The number crunch might seem unglamours to some but it is a vital part of any organization, a part that cannot be overlooked in the running of a company or ministry.
I am currently working on a sexy numbers project though, something that I see amazing value in. I get to compile a list of the size of each individual serving of food for our childcare sites, linking them the the USDA's nutrional charts, and then reviewing the meals to ensure that they are balanced and healthy. I live the sense of purpose that I feel, knowing that through my contribution little tummies might be fuller and that potentially undernurished children can receive balanced meals.
Friday, July 27, 2007
Saturday, July 14, 2007
stuck inbetween
This week has been rather slow at FareStart. We have been working on Guest Chef on the Waterfront and not really much else.

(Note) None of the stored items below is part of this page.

use std::path::PathBuf;

use signon::{ConfigError, PageError};
use thiserror::Error;

use crate::output::{CommandError, ErrorCode};

pub type Result<T> = std::result::Result<T, CliError>;

#[derive(Debug, Error)]
pub enum CliError {
	#[error("invalid configuration: {0}")]
	Config(String),

	#[error("config file not found: {}", path.display())]
	ConfigMissing { path: PathBuf },

	#[error("failed to read config {}", path.display())]
	ConfigRead {
		path: PathBuf,
		#[source]
		source: std::io::Error,
	},

	#[error("failed to parse config {}: {source}", path.display())]
	ConfigParse {
		path: PathBuf,
		#[source]
		source: serde_json::Error,
	},

	#[error("browser launch failed: {0}")]
	BrowserLaunch(String),

	#[error(transparent)]
	Page(#[from] PageError),

	#[error(transparent)]
	Io(#[from] std::io::Error),
}

impl From<ConfigError> for CliError {
	fn from(err: ConfigError) -> Self {
		CliError::Config(err.to_string())
	}
}

impl CliError {
	/// Convert this error to a CommandError for structured output
	pub fn to_command_error(&self) -> CommandError {
		let (code, details) = match self {
			CliError::Config(_) => (ErrorCode::InvalidConfig, None),
			CliError::ConfigMissing { path } | CliError::ConfigRead { path, .. } | CliError::ConfigParse { path, .. } => {
				(ErrorCode::InvalidConfig, Some(serde_json::json!({ "path": path })))
			}
			CliError::BrowserLaunch(_) => (ErrorCode::BrowserLaunchFailed, None),
			CliError::Page(PageError::ElementNotFound { selector }) => {
				(ErrorCode::PageError, Some(serde_json::json!({ "selector": selector })))
			}
			CliError::Page(_) => (ErrorCode::PageError, None),
			CliError::Io(_) => (ErrorCode::IoError, None),
		};

		CommandError {
			code,
			message: self.to_string(),
			details,
		}
	}
}

#[cfg(test)]
mod tests {
	use super::*;

	#[test]
	fn config_errors_carry_path() {
		let err = CliError::ConfigMissing {
			path: PathBuf::from("/tmp/nope/config.json"),
		};
		let cmd = err.to_command_error();
		assert_eq!(cmd.code, ErrorCode::InvalidConfig);
		assert_eq!(cmd.message, "config file not found: /tmp/nope/config.json");
		assert_eq!(cmd.details.unwrap()["path"], "/tmp/nope/config.json");
	}

	#[test]
	fn validation_error_converts() {
		let err: CliError = ConfigError::NoChecks.into();
		assert_eq!(err.to_command_error().code, ErrorCode::InvalidConfig);
		assert!(err.to_string().contains("maxChecks"));
	}

	#[test]
	fn page_errors_map_to_page_code() {
		let err = CliError::from(PageError::Unavailable("target closed".into()));
		let cmd = err.to_command_error();
		assert_eq!(cmd.code, ErrorCode::PageError);
		assert_eq!(cmd.message, "page unavailable: target closed");
	}

	#[test]
	fn every_variant_maps_to_a_specific_code() {
		let cases = [
			(CliError::Config("bad".into()), ErrorCode::InvalidConfig),
			(CliError::BrowserLaunch("no chrome".into()), ErrorCode::BrowserLaunchFailed),
			(
				CliError::Page(PageError::ElementNotFound {
					selector: "#user".into(),
				}),
				ErrorCode::PageError,
			),
			(CliError::from(std::io::Error::other("disk full")), ErrorCode::IoError),
		];
		for (err, code) in cases {
			assert_eq!(err.to_command_error().code, code, "{err}");
		}
	}
}
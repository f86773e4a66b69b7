use std::error::Error as _;

use signon::{AttemptReport, AuthError, Authenticator, Credentials, LoginTarget, Outcome, Page};
use tracing::{info, warn};

use crate::browser::BrowserSession;
use crate::config::AppConfig;
use crate::error::Result;
use crate::output::{self, ErrorCode, LoginData, OutputFormat, ResultBuilder};

pub fn execute(config: &AppConfig, format: OutputFormat) -> Result<i32> {
	let builder = ResultBuilder::new("login");
	let target = &config.target;

	// Read once; the values are not looked at again for the rest of the run.
	let credentials = config.credentials.load();

	let session = BrowserSession::launch(&config.browser, target.timing.polling_budget())?;
	let report = {
		let page = session.page();
		run_attempt(&page, target, &credentials)
	};
	session.close();

	info!(target = "signon", outcome = %report.outcome, checks = report.checks, "login finished");

	let exit = exit_code(report.outcome);
	let result = envelope(builder, &report, config).build();
	output::print_result(&result, format);
	Ok(exit)
}

/// Loads the landing page first so the fast path sees where the profile's
/// cookies actually lead; a fresh tab sits on `about:blank`.
fn run_attempt<P: Page + ?Sized>(page: &P, target: &LoginTarget, credentials: &Credentials) -> AttemptReport {
	let opened = page.navigate(&target.landing_url).and_then(|()| page.wait_load());
	if let Err(err) = opened {
		warn!(target = "signon", url = %target.landing_url, error = %err, "landing page did not load, going straight to login");
	}
	Authenticator::new(page, target).attempt(credentials)
}

fn envelope(builder: ResultBuilder<LoginData>, report: &AttemptReport, config: &AppConfig) -> ResultBuilder<LoginData> {
	let data = LoginData {
		outcome: report.outcome,
		existing_session: report.existing_session,
		checks: report.checks,
		max_checks: config.target.timing.max_checks,
		login_url: config.target.login_url.clone(),
		reason: report.error.as_ref().map(describe),
		reason_code: report.error.as_ref().map(|err| err.code().to_string()),
	};

	let builder = builder.data(data);
	match (ErrorCode::for_outcome(report.outcome), &report.error) {
		(Some(code), Some(err)) => builder.error(code, describe(err)),
		(Some(code), None) => builder.error(code, format!("login {}", report.outcome)),
		(None, _) => builder,
	}
}

/// The error message followed by its source, e.g. the selector that was not
/// found behind an interaction failure.
fn describe(err: &AuthError) -> String {
	match err.source() {
		Some(source) => format!("{err}: {source}"),
		None => err.to_string(),
	}
}

fn exit_code(outcome: Outcome) -> i32 {
	match outcome {
		Outcome::Authenticated => 0,
		Outcome::Failed => 1,
		Outcome::TimedOut => 2,
	}
}
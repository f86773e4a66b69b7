//! One login attempt from fast-path check to terminal [`Outcome`].

use std::thread;

use tracing::{debug, info, warn};

use crate::config::LoginTarget;
use crate::credentials::Credentials;
use crate::detector::SessionDetector;
use crate::error::{AuthError, PageError};
use crate::markers::Classification;
use crate::outcome::Outcome;
use crate::page::Page;
use crate::poll::{self, AttemptState, Step};

/// Everything known about a finished attempt.
#[derive(Debug)]
pub struct AttemptReport {
	pub outcome: Outcome,
	/// Polling checks consumed. Zero when polling never started.
	pub checks: u32,
	/// True when the fast path found a live session and nothing was submitted.
	pub existing_session: bool,
	/// Why the attempt did not authenticate, if it did not.
	pub error: Option<AuthError>,
}

impl AttemptReport {
	fn existing_session() -> Self {
		Self {
			outcome: Outcome::Authenticated,
			checks: 0,
			existing_session: true,
			error: None,
		}
	}

	fn finished(result: Result<(), AuthError>, checks: u32) -> Self {
		match result {
			Ok(()) => Self {
				outcome: Outcome::Authenticated,
				checks,
				existing_session: false,
				error: None,
			},
			Err(err) => Self {
				outcome: err.outcome(),
				checks,
				existing_session: false,
				error: Some(err),
			},
		}
	}
}

/// Drives a borrowed [`Page`] through the login flow described by a
/// [`LoginTarget`].
///
/// Attempts are synchronous and block the calling thread for the settle and
/// polling delays. The page is never closed here.
pub struct Authenticator<'a, P: Page + ?Sized> {
	page: &'a P,
	target: &'a LoginTarget,
}

impl<'a, P: Page + ?Sized> Authenticator<'a, P> {
	pub fn new(page: &'a P, target: &'a LoginTarget) -> Self {
		Self { page, target }
	}

	/// Detector bound to the same page and markers this authenticator uses.
	pub fn detector(&self) -> SessionDetector<'a, P> {
		SessionDetector::new(self.page, &self.target.markers)
	}

	/// Runs one attempt and reports only its outcome.
	pub fn authenticate(&self, credentials: &Credentials) -> Outcome {
		self.attempt(credentials).outcome
	}

	/// Runs one attempt and reports the outcome with its diagnostics.
	pub fn attempt(&self, credentials: &Credentials) -> AttemptReport {
		if self.detector().is_authenticated() {
			info!(target = "signon", "session already active, skipping login");
			return AttemptReport::existing_session();
		}

		let mut state = AttemptState::new(self.target.timing.max_checks);
		let result = self.login(credentials, &mut state);
		match &result {
			Ok(()) => info!(target = "signon", checks = state.checks(), "login successful"),
			Err(err) => warn!(target = "signon", code = err.code(), checks = state.checks(), "login did not complete: {err}"),
		}
		AttemptReport::finished(result, state.checks())
	}

	fn login(&self, credentials: &Credentials, state: &mut AttemptState) -> Result<(), AuthError> {
		if let Some(field) = credentials.missing_field() {
			return Err(AuthError::Configuration(format!("{field} is empty")));
		}

		info!(target = "signon", url = %self.target.login_url, "performing login");
		self.submit(credentials)?;
		self.poll(state)
	}

	/// Fills and submits the form once. Nothing here is retried.
	fn submit(&self, credentials: &Credentials) -> Result<(), AuthError> {
		let selectors = &self.target.selectors;

		self.page
			.navigate(&self.target.login_url)
			.map_err(interaction("navigate"))?;
		self.page.wait_load().map_err(interaction("wait for load"))?;

		self.fill("identifier", &selectors.identifier, credentials.identifier())?;
		self.fill("secret", &selectors.secret, credentials.secret())?;

		let submit = self
			.page
			.find_clickable(&selectors.submit)
			.map_err(interaction("submit"))?;
		submit.click().map_err(interaction("submit"))?;
		debug!(target = "signon", "login form submitted");
		Ok(())
	}

	fn fill(&self, step: &'static str, selector: &str, value: &str) -> Result<(), AuthError> {
		let input = self.page.find_input(selector).map_err(interaction(step))?;
		input.focus().map_err(interaction(step))?;
		input.set_text(value).map_err(interaction(step))?;
		debug!(target = "signon", field = step, "field filled");

		// Lets the page's own input handlers catch up before the next control.
		thread::sleep(self.target.timing.settle());
		Ok(())
	}

	fn poll(&self, state: &mut AttemptState) -> Result<(), AuthError> {
		let timing = self.target.timing;
		let markers = &self.target.markers;

		while let Some(check) = state.next_check() {
			thread::sleep(timing.poll_interval());

			let observed = self.page.current_location();
			if let Ok(location) = &observed {
				info!(target = "signon", check, max_checks = state.max_checks(), location = %location, "login progress");
			}

			match poll::transition(check, observed.as_deref(), markers, timing.grace_checks) {
				Step::Authenticated => return Ok(()),
				Step::Rejected(location) => {
					return Err(AuthError::Rejected {
						check,
						location: location.to_string(),
					});
				}
				Step::SessionLost(source) => {
					return Err(AuthError::SessionLost {
						check,
						source: source.clone(),
					});
				}
				Step::Continue(Classification::Checkpoint) => {
					if state.note_checkpoint() {
						warn!(target = "signon", check, "verification checkpoint detected, awaiting manual resolution in the browser");
					} else {
						debug!(target = "signon", check, "still on verification checkpoint");
					}
				}
				Step::Continue(Classification::LoginSurface) => {
					debug!(target = "signon", check, grace_checks = timing.grace_checks, "login surface inside grace window");
				}
				Step::Continue(_) => {}
			}
		}

		Err(AuthError::BudgetExhausted { checks: state.checks() })
	}
}

fn interaction(step: &'static str) -> impl Fn(PageError) -> AuthError {
	move |source| AuthError::Interaction { step, source }
}
//! Command implementations.
//!
//! Each command prints its own envelope and returns the process exit code.
//! Errors returned from here are setup failures (bad config, browser launch)
//! that happen before a command has anything to report; `main` prints those.

mod config;
mod login;
mod status;

use crate::cli::{Cli, Commands};
use crate::config::AppConfig;
use crate::error::Result;

pub fn dispatch(cli: Cli) -> Result<i32> {
	let (mut config, source) = AppConfig::load(cli.config.as_deref())?;

	match cli.command {
		Commands::Login(args) => {
			config.apply_browser(&args.browser);
			config.apply_polling(&args.polling);
			config.validate()?;
			login::execute(&config, cli.format)
		}
		Commands::Status(args) => {
			config.apply_browser(&args.browser);
			config.validate()?;
			status::execute(&config, cli.format)
		}
		Commands::Config => config::execute(config, source, cli.format),
	}
}
//! Error types for the login core.
//!
//! [`PageError`] is what the browser collaborator reports. [`AuthError`] is the
//! internal taxonomy of why an attempt ended without a session; every variant
//! collapses into an [`Outcome`] at the public boundary.

use thiserror::Error;

use crate::outcome::Outcome;

/// Result alias for collaborator operations.
pub type PageResult<T> = std::result::Result<T, PageError>;

/// Failure reported by the browser-control layer.
#[derive(Debug, Clone, Error, PartialEq, Eq)]
pub enum PageError {
	/// The page or its session is gone (closed tab, dead browser, lost connection).
	#[error("page unavailable: {0}")]
	Unavailable(String),

	/// A control was not present within the lookup timeout.
	#[error("element not found: {selector}")]
	ElementNotFound { selector: String },

	/// A command reached the page but did not complete.
	#[error("{command} failed: {message}")]
	Command { command: &'static str, message: String },
}

impl PageError {
	pub fn command(command: &'static str, message: impl Into<String>) -> Self {
		PageError::Command {
			command,
			message: message.into(),
		}
	}
}

/// Why an attempt ended without an authenticated session.
#[derive(Debug, Error)]
pub enum AuthError {
	/// Identifier or secret missing. No browser interaction happened.
	#[error("missing credentials: {0}")]
	Configuration(String),

	/// A login control could not be located or operated.
	#[error("login form interaction failed during {step}")]
	Interaction {
		step: &'static str,
		#[source]
		source: PageError,
	},

	/// The location could not be read while polling.
	#[error("session lost at check {check}")]
	SessionLost {
		check: u32,
		#[source]
		source: PageError,
	},

	/// The login surface was observed again after the grace window.
	#[error("credentials rejected: back on login surface at check {check} ({location})")]
	Rejected { check: u32, location: String },

	/// Every polling check was used without reaching a verdict.
	#[error("no verdict after {checks} checks")]
	BudgetExhausted { checks: u32 },
}

impl AuthError {
	/// Public outcome this error is reported as.
	pub fn outcome(&self) -> Outcome {
		match self {
			AuthError::BudgetExhausted { .. } => Outcome::TimedOut,
			AuthError::Configuration(_)
			| AuthError::Interaction { .. }
			| AuthError::SessionLost { .. }
			| AuthError::Rejected { .. } => Outcome::Failed,
		}
	}

	/// Stable machine-readable code, used in CLI output.
	pub fn code(&self) -> &'static str {
		match self {
			AuthError::Configuration(_) => "CONFIGURATION",
			AuthError::Interaction { .. } => "INTERACTION",
			AuthError::SessionLost { .. } => "SESSION_LOST",
			AuthError::Rejected { .. } => "REJECTED",
			AuthError::BudgetExhausted { .. } => "BUDGET_EXHAUSTED",
		}
	}
}
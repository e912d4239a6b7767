//! English → Hindi public-notice translation
//!
//! This crate wraps a pretrained translation model with the domain-specific
//! post-processing public notices need (section numbers, fixed vocabulary) and a
//! length-ratio confidence score.
//!
//! # Workflow Example
//!
//! ```ignore
//! use notice_mt::{InferenceApiBackend, TranslationRequest, TranslationService};
//! use std::sync::Arc;
//!
//! #[tokio::main]
//! async fn main() -> Result<(), Box<dyn std::error::Error>> {
//!     // 1. Build the backend once at startup
//!     let backend = Arc::new(InferenceApiBackend::from_env()?);
//!
//!     // 2. Hand it to the service
//!     let service = TranslationService::new(backend);
//!
//!     // 3. Translate; failures come back inside the result
//!     let request = TranslationRequest::new("This notice is issued under Section 144");
//!     let result = service.translate(&request).await;
//!
//!     println!("{} ({:.1})", result.translation, result.confidence);
//!     Ok(())
//! }
//! ```

pub mod backend;
pub mod confidence;
pub mod data;
pub mod error;
pub mod inference_api;
pub mod mock;
pub mod preserve;
pub mod samples;
pub mod service;

// Integration tests (only available during testing)
#[cfg(test)]
mod integration_tests;

// Re-export main types for convenient access
pub use backend::{GenerationConfig, ModelBackend};
pub use confidence::{estimate, word_count};
pub use data::{TranslationMetadata, TranslationRequest, TranslationResult};
pub use error::{MtError, MtResult};
pub use inference_api::InferenceApiBackend;
pub use mock::{MockBackend, MockMode};
pub use preserve::{preserve, section_numbers};
pub use samples::{SAMPLE_PAIRS, SamplePair};
pub use service::TranslationService;
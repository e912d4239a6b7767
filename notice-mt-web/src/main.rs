use clap::{Arg, Command};
use std::sync::Arc;
use tracing::info;

use notice_mt::{InferenceApiBackend, MockBackend, MockMode, ModelBackend, TranslationService};

mod routes;

use routes::{AppState, build_router};

#[tokio::main]
async fn main() -> Result<(), Box<dyn std::error::Error>> {
    let matches = Command::new("notice-mt-web")
        .version(env!("CARGO_PKG_VERSION"))
        .about("English → Hindi public notice translation server")
        .arg(
            Arg::new("host")
                .long("host")
                .help("Address to bind")
                .default_value("0.0.0.0"),
        )
        .arg(
            Arg::new("port")
                .long("port")
                .short('p')
                .help("Port to listen on")
                .value_parser(clap::value_parser!(u16))
                .default_value("8000"),
        )
        .arg(
            Arg::new("mock")
                .long("mock")
                .short('m')
                .help("Serve with an echo mock backend instead of the model endpoint")
                .action(clap::ArgAction::SetTrue),
        )
        .get_matches();

    let host = matches
        .get_one::<String>("host")
        .map(String::as_str)
        .unwrap_or("0.0.0.0");
    let port = matches.get_one::<u16>("port").copied().unwrap_or(8000);

    // Initialize tracing
    tracing_subscriber::fmt()
        .with_env_filter(
            tracing_subscriber::EnvFilter::from_default_env().add_directive("info".parse()?),
        )
        .init();

    // Build the backend once; a bad model location stops startup here
    let backend: Arc<dyn ModelBackend> = if matches.get_flag("mock") {
        Arc::new(MockBackend::new(MockMode::Echo))
    } else {
        let backend = InferenceApiBackend::from_env()
            .map_err(|e| format!("Failed to initialize translator: {}", e))?;
        Arc::new(backend)
    };
    info!(
        "✅ Translator initialized (model: {}, device: {})",
        backend.model_name(),
        backend.device()
    );

    let state = AppState {
        service: Arc::new(TranslationService::new(backend)),
    };
    let app = build_router(state);

    let addr = format!("{}:{}", host, port);
    let listener = tokio::net::TcpListener::bind(&addr).await?;
    info!("🚀 Server running at http://{}", addr);

    axum::serve(listener, app).await?;

    Ok(())
}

I have gotten a chance though to reflect on some different issues within homelessness and think about my own life. In the book I have been reading, Criminal of Poverty, Tiny outlines the story of her and her mother's journey into homelessness. The thing that has struck me the most about the book is the slide. From three generations of poverty and immigration, their family has no support network and have developed a very Darwinian method of survival. The pull of the poverty and the little by little decay of credit and financial stability are forces that grab at Tiny and her mother. Poverty for some is a state that must be stepped around and for others it is a riptide that cannot be avoided. The importance of financial decisions is that they do not only effect the immediate future, but for year and years to come. Instant gratification seems to be painless enough at the beginning but its after several years that the pain and consequences cripple an individual. I am facing the similar sliding slope of financial instability. With many of my hours being free and my job waining, I find myself cutting back and saying no to fun, but costly adventures. The biggest different I see between my situation and Tiny's is a history of stability and the hope that my parent's story gives me. Hearing tales of hungry nights and miracle checks in the mailbox has shown me the fingers of God delicately orchestrating their lives. Perhaps I am not slipping into poverty per se but slipping into forced simplicity.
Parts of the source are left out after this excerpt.